What clawbacks are
A clawback is a contractual provision that requires a sales agent to return commission that has already been paid if certain conditions are met, most commonly if the customer cancels or defaults within a specified period after the sale.
For example, if you earn $500 in commission for a sale and the customer cancels within 60 days, a clawback clause might require you to return all or part of that $500.
Why clawbacks exist
Clawbacks protect principals from paying commissions on deals that do not stick. Without them, an agent could theoretically sign up customers who have no real intention of staying, collect the commission, and move on.
From the principal's perspective, clawbacks align the agent's incentives with customer quality, not just customer quantity.
Common clawback structures
Full clawback
You return 100% of the commission if the customer cancels within the clawback period. This is the harshest structure and usually applies to shorter periods (30 to 60 days).
Pro rata clawback
You return a portion of the commission based on how long the customer stayed. If the clawback period is 90 days and the customer cancels on day 45, you return 50% of the commission.
Tiered clawback
The clawback percentage decreases over time. For example:
- Cancellation within 30 days: 100% clawback
- Cancellation within 31 to 60 days: 50% clawback
- Cancellation within 61 to 90 days: 25% clawback
What to watch out for
- Excessive clawback periods. Anything beyond 90 days is aggressive. Six month or twelve month clawback periods are red flags.
- Clawbacks on cancelled products, not cancelled customers. Make sure the clause is specific about what triggers a clawback.
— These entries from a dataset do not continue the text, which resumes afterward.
//! Reports which TDS protocol version a SQL Server session is really using.
//!
//! A client can ask for TDS 7.4 and still end up on 7.1 or even 4.2 when the
//! driver or the server is older. The server records what was negotiated in
//! `sys.dm_exec_connections`; [`resolve`] reads it for the current session
//! and decodes it with the table in [`version`].

mod connection;
pub mod error;
mod resolver;
pub mod version;

pub use connection::{Config, EncryptionLevel, SessionInfo, SqlServerAuth, SyncSession};
pub use error::Error;
pub use resolver::{resolve, ScalarQuery, PROTOCOL_VERSION_QUERY};
pub use version::{decode, ProtocolVersionCode, TdsVersion, VersionLabel};

/// An alias for a result that holds this module's error type as the error.
pub type Result<T> = std::result::Result<T, Error>;
//! Logger setup for the binary

use std::io::Write;

use chrono::Local;
use log::LevelFilter;

/// Installs an env_logger writing timestamped lines to stderr.
///
/// `RUST_LOG` overrides `default_level`. Calling it twice is harmless.
pub fn init(default_level: LevelFilter) {
    let result = env_logger::Builder::new()
        .filter_level(default_level)
        .parse_default_env()
        .format(|buf, record| {
            writeln!(
                buf,
                "{} [{}] {}: {}",
                Local::now().to_rfc3339(),
                record.level(),
                record.target(),
                record.args()
            )
        })
        .try_init();

    if let Err(e) = result {
        eprintln!("Logger already initialised: {}", e);
    }
}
- No cap on clawback amounts. If you are earning recurring commissions, a clawback should only apply to what you have earned, not exceed it.
Negotiating fair terms
When reviewing clawback clauses:
- Push for pro rata or tiered structures rather than full clawbacks
- Negotiate the clawback period down to 30 to 60 days if possible
- Ask for a grace period before clawbacks apply
- Clarify whether clawbacks apply to upsells and renewals or only initial sales
Protecting yourself
Set aside a portion of your commissions in a separate account during the clawback period. This way, if a clawback does occur, you are not scrambling to find the money. A good rule of thumb is to reserve 10% to 20% of commission income until clawback periods expire.